- Input data
use std::cmp::Ordering;

use crate::trace::Recorder;
use crate::Trace;

/// Quick sort with a Lomuto partition around the last element of each range.
///
/// Ranges are visited in the same order as the recursive formulation (left
/// partition fully before right) but through an explicit stack, so sorted
/// inputs cannot exhaust the call stack.
pub fn quick_sort<T: Ord + Clone>(input: &[T]) -> Trace<T> {
    let mut rec = Recorder::new(input);
    let mut pending = Vec::new();
    if rec.len() > 1 {
        pending.push((0, rec.len() - 1));
    }

    while let Some((lo, hi)) = pending.pop() {
        if lo >= hi {
            continue;
        }
        let pivot = partition(&mut rec, lo, hi);
        pending.push((pivot + 1, hi));
        if pivot > lo {
            pending.push((lo, pivot - 1));
        }
    }

    rec.finish()
}

/// Partitions `[lo, hi]` and returns the final pivot position.
fn partition<T: Ord + Clone>(rec: &mut Recorder<T>, lo: usize, hi: usize) -> usize {
    let mut boundary = lo;
    for j in lo..hi {
        if rec.compare(j, hi) != Ordering::Greater {
            rec.swap(boundary, j);
            boundary += 1;
        }
    }
    rec.swap(boundary, hi);
    boundary
}

#[cfg(test)]
mod tests {
    use super::*;
    use crate::{replay, Operation};

    #[test]
    fn partitions_around_the_last_element() {
        let input = [3, 1, 2];
        let trace = quick_sort(&input);

        assert_eq!(
            trace.operations(),
            &[
                Operation::Compare { i: 0, j: 2 },
                Operation::Compare { i: 1, j: 2 },
                Operation::Swap { i: 0, j: 1 },
                Operation::Swap { i: 1, j: 2 },
            ]
        );

        let mut array = input.to_vec();
        replay(&mut array, &trace).unwrap();
        assert_eq!(array, vec![1, 2, 3]);
    }

    #[test]
    fn records_self_swaps_for_values_already_left_of_the_boundary() {
        let trace = quick_sort(&[1, 2]);

        assert_eq!(
            trace.operations(),
            &[
                Operation::Compare { i: 0, j: 1 },
                Operation::Swap { i: 0, j: 0 },
                Operation::Swap { i: 1, j: 1 },
            ]
        );
    }

    #[test]
    fn sorted_input_takes_the_quadratic_path() {
        let input: Vec<u32> = (0..500).collect();
        let trace = quick_sort(&input);

        let mut array = input.clone();
        replay(&mut array, &trace).unwrap();
        assert_eq!(array, input);
        // n(n-1)/2 comparisons for the degenerate pivot choice
        assert_eq!(trace.stats().compares, 500 * 499 / 2);
    }
}
use std::cmp::Ordering;

use crate::trace::Recorder;
use crate::Trace;

/// Shell sort with Shell's original gaps `n/2, n/4, ..., 1`.
///
/// Each gap runs a gapped insertion sort recorded the same way as
/// [`insertion_sort`](super::insertion_sort), offset by the gap.
pub fn shell_sort<T: Ord + Clone>(input: &[T]) -> Trace<T> {
    let mut rec = Recorder::new(input);
    let n = rec.len();

    let mut gap = n / 2;
    while gap > 0 {
        for i in gap..n {
            let candidate = rec.value(i).clone();
            let mut j = i;
            while j >= gap {
                if rec.compare_with(j - gap, i, &candidate) != Ordering::Greater {
                    break;
                }
                let shifted = rec.value(j - gap).clone();
                rec.copy(j, shifted);
                j -= gap;
            }
            rec.copy(j, candidate);
        }
        gap /= 2;
    }

    rec.finish()
}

- Exercise instructions
Exactly as they stand, set down the lines from the top of the data through the line with "let pivot = partition(&mut".

- Reply
use std::cmp::Ordering;

use crate::trace::Recorder;
use crate::Trace;

/// Quick sort with a Lomuto partition around the last element of each range.
///
/// Ranges are visited in the same order as the recursive formulation (left
/// partition fully before right) but through an explicit stack, so sorted
/// inputs cannot exhaust the call stack.
pub fn quick_sort<T: Ord + Clone>(input: &[T]) -> Trace<T> {
    let mut rec = Recorder::new(input);
    let mut pending = Vec::new();
    if rec.len() > 1 {
        pending.push((0, rec.len() - 1));
    }

    while let Some((lo, hi)) = pending.pop() {
        if lo >= hi {
            continue;
        }
        let pivot = partition(&mut rec, lo, hi);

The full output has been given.